Stark words in a stark environment. A monk in his early thirties once told me that he’d come to the monastery not realizing what a shock it would be to suddenly not have to compete for the things that young men are conditioned to compete for in American society—in his words, “a good salary, a cool car, and a pretty girlfriend. When all of that was suddenly gone,” he said, “and held of no account, I felt as if my whole life were a lie. It took me years to find out who God wanted me to be.”
What does it mean to become simple? I think of the abbey of New Mellary in Iowa, the walls of its church long plastered over, until the architectural consultant the monks had hired to help them remodel discovered that underneath the plaster were walls of native stone. The monks themselves did the work of uncovering them, and now the church is a place where one can sit and wait and watch the play of sunlight and shadow, a place made holy by the simple glory of light on stone.
What would I find in my own heart if the noise of the world were silenced? Who would I be? Who will I be, when loss or crisis or the depredations of time take away the trappings of success, of self-importance, even personality itself? Could the trees of my beloved Plains, or the lack of them, help me to know? The first monks read the earth as the work and word of God, a creation that was spoken into being. “Study fish,” advises St. Gregory of Nazianzus. “In the water they fly, and they find the air they need in the water. They would die in our atmosphere, just as we would die in the water. Watch their habits, their way of mating and procreating their kind, their beauty, their permanent homes and their wanderings.” Look, Gregory says, “at the bees and the spiders. Where do their love of work and their ingenuity come from? Can you explain it and arrive at an understanding of the wisdom they point to?”

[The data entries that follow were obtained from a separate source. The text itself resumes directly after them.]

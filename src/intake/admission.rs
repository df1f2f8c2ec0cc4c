//! Admission queue: the hand-off between the job feed and distribution.
//!
//! A bounded `mpsc` channel split into an [`AdmissionSender`] (held by the
//! feed) and an [`AdmissionReceiver`] (held by the distribution task).
//! Dropping or closing the sender is the end-of-input signal; once the
//! buffer drains, [`AdmissionReceiver::take`] returns `Ok(None)` instead of
//! waiting.
//!
//! # Memory gate
//!
//! The budget is a static ceiling: it is checked on both ends but never
//! consumed on admission nor restored on completion. Since nothing can ever
//! free budget, a record that does not fit is an error rather than a wait.

use tokio::sync::mpsc;

use crate::error::{RecordError, Result, SimError};
use crate::models::JobRecord;

/// Creates a connected sender/receiver pair.
///
/// `capacity` bounds the number of buffered records; it is clamped to 1.
pub fn channel(capacity: usize, ceiling_mb: u32) -> (AdmissionSender, AdmissionReceiver) {
    let (tx, rx) = mpsc::channel(capacity.max(1));
    (
        AdmissionSender { tx, ceiling_mb },
        AdmissionReceiver {
            rx,
            ceiling_mb,
            released: 0,
        },
    )
}

/// Producer half, owned by the job feed.
#[derive(Debug)]
pub struct AdmissionSender {
    tx: mpsc::Sender<JobRecord>,
    ceiling_mb: u32,
}

impl AdmissionSender {
    /// Appends a record and wakes the consumer.
    ///
    /// Waits while the buffer is full. Fails if the record exceeds the
    /// memory ceiling or the consumer has gone away.
    pub async fn push(&self, record: JobRecord) -> Result<()> {
        check_budget(&record, self.ceiling_mb)?;
        self.tx
            .send(record)
            .await
            .map_err(|_| SimError::QueueClosed)?;
        tracing::debug!(job_id = record.id, memory_mb = record.memory_mb, "Record queued for admission");
        Ok(())
    }

    /// Signals end-of-input. Buffered records are still delivered.
    pub fn close(self) {
        tracing::debug!("Admission input closed");
    }
}

/// Consumer half, owned by the distribution task.
#[derive(Debug)]
pub struct AdmissionReceiver {
    rx: mpsc::Receiver<JobRecord>,
    ceiling_mb: u32,
    released: usize,
}

impl AdmissionReceiver {
    /// Removes and returns the head record, waiting while the buffer is
    /// empty.
    ///
    /// Returns `Ok(None)` once the sender is closed and the buffer is
    /// drained.
    pub async fn take(&mut self) -> Result<Option<JobRecord>> {
        let Some(record) = self.rx.recv().await else {
            tracing::debug!(released = self.released, "Admission queue drained");
            return Ok(None);
        };
        check_budget(&record, self.ceiling_mb)?;
        self.released += 1;
        Ok(Some(record))
    }
}

fn check_budget(record: &JobRecord, ceiling_mb: u32) -> std::result::Result<(), RecordError> {
    if record.memory_mb > ceiling_mb {
        return Err(RecordError::MemorySizeExceeded {
            id: record.id,
            requested_mb: u64::from(record.memory_mb),
            ceiling_mb,
        });
    }
    Ok(())
}
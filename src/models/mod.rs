//! Simulation domain models.
//!
//! Provides the data types shared by intake, scheduling and ranking.
//!
//! # Domain Mappings
//!
//! | cpu-sched | Operating system |
//! |-----------|------------------|
//! | JobRecord | Job descriptor on disk |
//! | Job | Process control block |
//! | ScheduleEntry | CPU dispatch slice |
//! | Timeline | Gantt chart |

mod job;
mod schedule;

pub use job::{Job, JobId, JobRecord, JobState, Ticks};
pub use schedule::{ScheduleEntry, Timeline};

The wisdom of the few, struggling trees on the Plains, and the vast spaces around them, are a continual reminder that my life is cluttered by comparison. At home, an abundance of books and papers overlays the heavy furniture I inherited from my grandparents. A perfectly simple room, with one perfect object to meditate on, remains a dream until I step outside, onto the Plains. A tree. A butte. The sunrise. It always makes me wonder: What is enough? Are there enough trees here? As always, it seems that the more I can distinguish between my true needs and my wants, the more I am shocked to realize how little is enough.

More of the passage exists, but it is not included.